Most UV inks require only one lamp to cure when the lamp provides sufficient output. Many printers use a second lamp to overcome deficiencies in the UV output of one lamp. Only in specialized applications will a second lamp benefit the printer and then only marginally. By using a faster curing ink and maintaining the UV cure station’s bulb and reflector, a shop should be able to achieve the proper amount of cure with a single lamp. This not only saves significant energy but also provides hidden savings. A printer not only saves in energy consumption (reducing emissions) but also reduces the number of mercury-vapor bulbs that will need replacement over time.

Denser halftone colors in a UV ink have allowed screen printing to provide saturated color reproduction, even when printing a low ink deposit.

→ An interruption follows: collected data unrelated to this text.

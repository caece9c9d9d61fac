pub mod collaborators;
pub mod commands;
pub mod config;
pub mod error;
pub mod models;
pub mod reconcile;
pub mod report;
pub mod store;
pub mod summary;
pub mod tasks;

pub use error::{ErrorKind, PollError, Result};
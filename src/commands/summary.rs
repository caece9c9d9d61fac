use chrono::Local;

use crate::config::TrackerConfig;
use crate::store::PollStore;
use crate::summary::calculate_averages;

pub fn run(store: &PollStore, config: &TrackerConfig, top: usize) {
    let today = Local::now().date_naive();
    let averages = calculate_averages(store.records(), config, today);
    if averages.is_empty() {
        println!("No polls on file");
        return;
    }

    println!("Weighted averages over {} polls ({}):", store.len(), today);
    for (rank, avg) in averages.iter().take(top).enumerate() {
        println!("{:>3}. {:<26} {:>5.1}%", rank + 1, avg.name, avg.average);
    }
}
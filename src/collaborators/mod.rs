pub mod anthropic;
pub mod document;
pub mod response;

use async_trait::async_trait;

use crate::config::TrackerConfig;
use crate::error::Result;
use crate::models::{PollRecord, RawPoll};
use crate::reconcile::crosstabs::DIMENSIONS;

/// Shape the extractor is asked to return: which candidate keys, and
/// whether crosstab bundles should be included.
#[derive(Debug, Clone, PartialEq)]
pub struct ExtractionSchema {
    pub candidates: Vec<(String, String)>,
    pub include_poll_fields: bool,
    pub include_crosstabs: bool,
}

impl ExtractionSchema {
    // Full record shape, used for discovery
    pub fn full_record(config: &TrackerConfig) -> Self {
        Self {
            candidates: config
                .candidates
                .iter()
                .map(|c| (c.id.clone(), c.name.clone()))
                .collect(),
            include_poll_fields: true,
            include_crosstabs: true,
        }
    }

    // Just the listed candidate shares, used for enrichment
    pub fn candidates_only(ids: &[String], config: &TrackerConfig) -> Self {
        Self {
            candidates: ids
                .iter()
                .map(|id| (id.clone(), config.candidate_name(id).to_string()))
                .collect(),
            include_poll_fields: false,
            include_crosstabs: false,
        }
    }

    pub fn candidate_names(&self) -> Vec<&str> {
        self.candidates.iter().map(|(_, name)| name.as_str()).collect()
    }

    /// JSON template shown to the model.
    pub fn render(&self) -> String {
        let mut lines = Vec::new();
        if self.include_poll_fields {
            lines.push("  \"pollster\": \"string\",".to_string());
            lines.push("  \"date\": \"YYYY-MM-DD\",".to_string());
            lines.push("  \"state\": \"string or null (null for national polls)\",".to_string());
            lines.push("  \"sampleSize\": number or null,".to_string());
            lines.push("  \"sourceUrl\": \"string or null\",".to_string());
        }
        for (id, _) in &self.candidates {
            lines.push(format!("  \"{}\": number or null,", id));
        }
        if self.include_crosstabs {
            let dims: Vec<String> = DIMENSIONS
                .iter()
                .map(|(dim, cats)| {
                    let cells: Vec<String> = cats.iter().map(|c| format!("\"{}\": number", c)).collect();
                    format!("      \"{}\": {{{}}}", dim, cells.join(", "))
                })
                .collect();
            lines.push(format!(
                "  \"crosstabs\": {{\n    \"<candidate id>\": {{\n{}\n    }}\n  }}",
                dims.join(",\n")
            ));
        } else if let Some(last) = lines.last_mut() {
            last.pop();
        }
        format!("{{\n{}\n}}", lines.join("\n"))
    }
}

/// Language-model extraction from document or summary text.
#[async_trait]
pub trait Extractor: Send + Sync {
    async fn extract(&self, poll: &PollRecord, text: &str, schema: &ExtractionSchema) -> Result<RawPoll>;
}

/// Free-text search. An empty result is a normal outcome, not an error.
#[async_trait]
pub trait Searcher: Send + Sync {
    async fn search_records(&self, query: &str, schema: &ExtractionSchema) -> Result<Vec<RawPoll>>;

    async fn search_locator(&self, query: &str) -> Result<Option<String>>;
}

/// Downloads a locator and returns its text.
#[async_trait]
pub trait DocumentFetcher: Send + Sync {
    async fn fetch_text(&self, url: &str) -> Result<String>;
}

// Direct links to a release document rather than a landing page or article
pub fn is_document_url(url: Option<&str>) -> bool {
    let Some(url) = url else {
        return false;
    };
    let lower = url.trim().to_lowercase();
    if lower.is_empty() {
        return false;
    }
    let path = lower.split(&['?', '#'][..]).next().unwrap_or("");
    path.ends_with(".pdf")
        || lower.contains("viewcontent.cgi")
        || lower.contains("/pdf/")
        || (lower.contains("article=") && lower.contains("context="))
}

Dense colors also provide, in essence, concentrated colors. Printers can purchase dense colors and use a base to reduce density on site. With a computercontrolled color-mixing system, matching density required per print job can be achieved very quickly; in addition, waste ink can be input back into inventory and reused on future jobs.

A color-mixing system paired with an automatic dispensing system and shaker can allow printers to mix up enough ink to start a print job and hit the appropriate color. With production ready to go, the ink mixer can quickly produce just enough ink for the job to be run. A mix-on-demand system with very little waste ink at the end of a job increases efficiency by reducing issues surrounding inventory, such as aging excess ink.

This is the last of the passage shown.